I wake up because of Neil Diamond ‘s”I am! I cried…” is being blasted throughout the whole building. It takes a moment to surface and get my bearings and looking around every one seems to be as disconcerted as I am. The rule is that everybody has to be out of the Albergue at 9 o’clock in the morning for cleaning and to make sure that they get you out, they literally blast you out of bed with music. (There are probably worse ways of waking up it’s just that I can’t think of any at the moment.) Slowly we get up, pack up our things and before 9 we are out of there.
Today, I have a new spring in my step and in no time we are in the old town and our sleeping place for tonight. We have arranged with them to leave our bags there early so that we can hit the town foot loose and fancy free. As we walk in they are busy with breakfast and for an extra few Euros we join the feast. It is a full-on buffet with all kinds of cakes, breads, cereals, yogurt, cold meats and cheeses, juices and coffee. A real treat and enough sustenance for the day of sightseeing ahead.
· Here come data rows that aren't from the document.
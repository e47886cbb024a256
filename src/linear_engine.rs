use anyhow::{Context, Result, bail};
use candle_core::{DType, Device, Module, Tensor};
use candle_nn::{Linear, VarBuilder};
use serde::Deserialize;
use std::path::Path;

use crate::engine::{ChurnLabel, Classifier, ClassifierError};
use crate::schema::RequiredColumns;
use crate::table::FeatureFrame;

/// How one required column becomes model inputs.
#[derive(Debug, Clone, PartialEq, Deserialize)]
#[serde(tag = "kind", rename_all = "snake_case")]
pub enum FeatureSpec {
    /// Standardized as `(x - mean) / scale`.
    Numeric {
        column: String,
        #[serde(default)]
        mean: f64,
        #[serde(default = "unit_scale")]
        scale: f64,
    },
    /// One-hot; values outside `categories` encode as all zeros.
    Categorical {
        column: String,
        categories: Vec<String>,
    },
}

fn unit_scale() -> f64 {
    1.0
}

impl FeatureSpec {
    pub fn column(&self) -> &str {
        match self {
            FeatureSpec::Numeric { column, .. } | FeatureSpec::Categorical { column, .. } => column,
        }
    }

    pub fn width(&self) -> usize {
        match self {
            FeatureSpec::Numeric { .. } => 1,
            FeatureSpec::Categorical { categories, .. } => categories.len(),
        }
    }
}

#[derive(Debug, Clone, Deserialize)]
pub struct LinearModelConfig {
    #[serde(default = "default_num_classes")]
    pub num_classes: usize,
    #[serde(default = "default_churn_class")]
    pub churn_class: u32,
    pub features: Vec<FeatureSpec>,
}

fn default_num_classes() -> usize {
    2
}

fn default_churn_class() -> u32 {
    1
}

impl LinearModelConfig {
    pub fn input_dim(&self) -> usize {
        self.features.iter().map(FeatureSpec::width).sum()
    }

    pub fn validate(&self, required: &RequiredColumns) -> Result<()> {
        if self.num_classes < 2 {
            bail!("num_classes must be at least 2, got {}", self.num_classes);
        }
        if self.churn_class as usize >= self.num_classes {
            bail!(
                "churn_class {} is out of range for {} classes",
                self.churn_class,
                self.num_classes
            );
        }
        if self.features.is_empty() {
            bail!("model declares no features");
        }
        for feature in &self.features {
            if !required.contains(feature.column()) {
                bail!(
                    "feature column '{}' is not in the required column set",
                    feature.column()
                );
            }
            match feature {
                FeatureSpec::Numeric { column, scale, .. } if *scale == 0.0 || !scale.is_finite() => {
                    bail!("feature '{column}' has an unusable scale {scale}");
                }
                FeatureSpec::Categorical { column, categories } if categories.is_empty() => {
                    bail!("categorical feature '{column}' has no categories");
                }
                _ => {}
            }
        }
        Ok(())
    }
}

/// Linear churn classifier: encoded features, one dense layer, arg-max over classes.
pub struct LinearClassifier {
    model: Linear,
    config: LinearModelConfig,
    device: Device,
}

impl LinearClassifier {
    pub fn new(config: LinearModelConfig, vb: VarBuilder, required: &RequiredColumns) -> Result<Self> {
        config.validate(required)?;
        let device = vb.device().clone();
        let model = candle_nn::linear(config.input_dim(), config.num_classes, vb.pp("classifier"))
            .context("classifier weights do not match the feature encoding")?;
        Ok(Self {
            model,
            config,
            device,
        })
    }

    /// Loads `config.json` and `model.safetensors` from `model_path`.
    #[tracing::instrument(skip_all, fields(model_path = %model_path.display()))]
    pub fn load(model_path: &Path, required: &RequiredColumns) -> Result<Self> {
        if !model_path.is_dir() {
            bail!("Model path {} is not a directory.", model_path.display());
        }

        let config_file = model_path.join("config.json");
        let weights_file = model_path.join("model.safetensors");

        let config = std::fs::read_to_string(&config_file)
            .with_context(|| format!("reading {}", config_file.display()))?;
        let config: LinearModelConfig = serde_json::from_str(&config)
            .with_context(|| format!("parsing {}", config_file.display()))?;

        let device = Device::Cpu;
        let tensors = candle_core::safetensors::load(&weights_file, &device)
            .with_context(|| format!("reading {}", weights_file.display()))?;
        let vb = VarBuilder::from_tensors(tensors, DType::F32, &device);

        let classifier = Self::new(config, vb, required)?;
        tracing::info!(
            features = classifier.config.features.len(),
            input_dim = classifier.config.input_dim(),
            num_classes = classifier.config.num_classes,
            "Classifier loaded"
        );
        Ok(classifier)
    }

    pub fn config(&self) -> &LinearModelConfig {
        &self.config
    }

    fn encode(&self, frame: &FeatureFrame<'_>) -> Result<Tensor, ClassifierError> {
        let positions = self
            .config
            .features
            .iter()
            .map(|feature| {
                frame
                    .column_index(feature.column())
                    .ok_or_else(|| ClassifierError::UnknownColumn(feature.column().to_string()))
            })
            .collect::<Result<Vec<_>, _>>()?;

        let input_dim = self.config.input_dim();
        let mut data = Vec::with_capacity(frame.len() * input_dim);

        for (row_index, row) in frame.rows().iter().enumerate() {
            for (feature, &position) in self.config.features.iter().zip(&positions) {
                let cell = row[position];
                match feature {
                    FeatureSpec::Numeric {
                        column,
                        mean,
                        scale,
                    } => {
                        let value = cell
                            .trim()
                            .parse::<f64>()
                            .ok()
                            .filter(|v| v.is_finite())
                            .ok_or_else(|| ClassifierError::InvalidValue {
                                column: column.clone(),
                                row: row_index + 1,
                                value: cell.to_string(),
                            })?;
                        data.push(((value - mean) / scale) as f32);
                    }
                    FeatureSpec::Categorical { categories, .. } => {
                        data.extend(
                            categories
                                .iter()
                                .map(|category| if category == cell { 1f32 } else { 0f32 }),
                        );
                    }
                }
            }
        }

        Ok(Tensor::from_vec(data, (frame.len(), input_dim), &self.device)?)
    }
}

impl Classifier for LinearClassifier {
    #[tracing::instrument(skip(self, frame), fields(rows = frame.len()))]
    fn predict(&self, frame: &FeatureFrame<'_>) -> Result<Vec<ChurnLabel>, ClassifierError> {
        if frame.is_empty() {
            return Ok(Vec::new());
        }

        let inputs = self.encode(frame)?;
        let logits = self.model.forward(&inputs)?;
        let predictions = logits.argmax(1)?.to_vec1::<u32>()?;

        let labels: Vec<ChurnLabel> = predictions
            .into_iter()
            .map(|class| {
                if class == self.config.churn_class {
                    ChurnLabel::Churn
                } else {
                    ChurnLabel::NoChurn
                }
            })
            .collect();

        tracing::debug!(
            churn = labels.iter().filter(|l| l.is_churn()).count(),
            "Inference complete"
        );
        Ok(labels)
    }
}
//! Request-level errors and their HTTP rendering.

use axum::{
    Json,
    http::StatusCode,
    response::{IntoResponse, Response},
};

use crate::engine::ClassifierError;
use crate::table::TableError;
use crate::types::ErrorResponse;

#[derive(Debug, thiserror::Error)]
pub enum ServiceError {
    #[error("No file uploaded")]
    NoFile,
    #[error("Invalid file type. Please upload a CSV file")]
    InvalidFileType,
    #[error("Error reading file: {0}")]
    ReadFile(String),
    #[error("Missing required columns: {}", .0.join(", "))]
    MissingColumns(Vec<String>),
    #[error("{0}")]
    InvalidValue(String),
    #[error("File too large: {0}")]
    PayloadTooLarge(String),
    #[error("Internal server error")]
    Internal(#[source] anyhow::Error),
}

impl ServiceError {
    pub fn status(&self) -> StatusCode {
        match self {
            ServiceError::NoFile
            | ServiceError::InvalidFileType
            | ServiceError::ReadFile(_)
            | ServiceError::MissingColumns(_)
            | ServiceError::InvalidValue(_) => StatusCode::BAD_REQUEST,
            ServiceError::PayloadTooLarge(_) => StatusCode::PAYLOAD_TOO_LARGE,
            ServiceError::Internal(_) => StatusCode::INTERNAL_SERVER_ERROR,
        }
    }
}

impl IntoResponse for ServiceError {
    fn into_response(self) -> Response {
        let status = self.status();
        match &self {
            ServiceError::Internal(e) => tracing::error!(error = ?e, "Prediction failed"),
            other => tracing::info!(error = %other, "Rejected prediction request"),
        }

        let body = Json(ErrorResponse {
            error: self.to_string(),
        });
        (status, body).into_response()
    }
}

impl From<TableError> for ServiceError {
    fn from(err: TableError) -> Self {
        match err {
            TableError::MissingColumns(columns) => ServiceError::MissingColumns(columns),
            other => ServiceError::ReadFile(other.to_string()),
        }
    }
}

impl From<ClassifierError> for ServiceError {
    fn from(err: ClassifierError) -> Self {
        match err {
            ClassifierError::InvalidValue { .. } => ServiceError::InvalidValue(err.to_string()),
            other => ServiceError::Internal(other.into()),
        }
    }
}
We have two things on the agenda today, one is to go to the pilgrims mass at 12 o’clock and the other is to get our ‘Compostel’ (certificate) at the pilgrim office. We first head to the pilgrim office but the queue is already so long that we might not make the mass if we have to stand and wait. We decide to book our train to Madrid for the next day as there is a travel agent inside the pilgrim office and of course doing it here we get discount for being pilgrims.
Train booked, we head into town for more sight-seeing. Not long before we run into the German guy from Andaina and he asks whether we have been “through the hole” yet. “No”, we haven’t. The “hole” he refers to is the crypt of St James inside the cathedral. They only open the crypt every couple of years and it seems we are very lucky that this year, it being a special year (don’t ask me why), they have opened it and everyone can go up the steps, then descend down into the crypt and back into the church. Evidently this ritual cleanses you from all sins. Although I am not catholic I am, of course, not without sin. I am not going to pass on a chance to clean the slate, so to speak. So, he takes us to the door and the queue and a few minutes later we pass through. It is quite spectacular to see and it is as if you can feel the presence of centuries of people that have passed through before you.
By the time we get out into the sunlight again it is time to find a place in church for the mass, so we go into the church and settle in. I try to take a few photos, but as you are not allowed to use a flash inside and I only have a simple little camera with me, the photos are not a great success.
As 12 o’clock draws near the church is getting fuller and fuller and eventually it is jam-packed from side to side with people having to stand all over. The service is conducted in Spanish and they first start out by reading the list of all the pilgrims that have arrived in Santiago the morning, where they have walked from and from which country they originate. We haven’t booked in at the pilgrim office yet, so are not mentioned. The nun that leads the service has a truly angelic voice and I am once again being carried away to a tranquil and peaceful place. I use the time during the service as a time of reflection, taking stock of one’s life if you may. All in all the service is a truly memorable experience and one, in this beautiful big church, that I won’t soon forget.
After the service we head straight down to the pilgrim office and although there is still a queue it seems to be moving faster now. We meet a South African couple in the queue that has done the Portuguese route and swop stories on our experiences while waiting. ‘Compostella’ in hand and a real sense of satisfaction, we head outside overcome by thirst. We sit down for a beer and get a whole bunch of delicious tapas with it (that sorts out lunch).
The rest of the afternoon is spent walking from one corner of town to the next and then criss-crossing again. We thought to go up to the roof of the church, but was told (in a very off-putting manner) that the tour is only in Spanish and costs €12. I must admit that by now I am a little bit fed-up with the Spanish way of not really caring about their tourists as long as you pay and we decide to give it a miss, a decision I’ll probably regret later.
We head back to the monastery and enjoy a glass of wine out in the courtyard garden next to the fountain. I feel like I’m in a dream and wouldn’t have minded if this was my own garden to enjoy every day.
For supper we decide on an Italian restaurant “Gambrinus” as I’m really missing home and just want to be somewhere where I can at least communicate in a language that is more familiar to me. Our decision is richly rewarded and I have gnocci that is (almost) as good as my mother-in-laws’. We are getting really spoilt by our host and when we eventually leave we get sent off by Paulo as if we are long lost friends.
Getting into my bed in my little priest’s cell overlooking the towers of the church, I am content. I am grateful to be in Santiago having had the opportunity to walk the Camino and to have spent a whole day just enjoying the city. I know what a privelege it is and definitely something I will never forget… but I am also ready to go home now.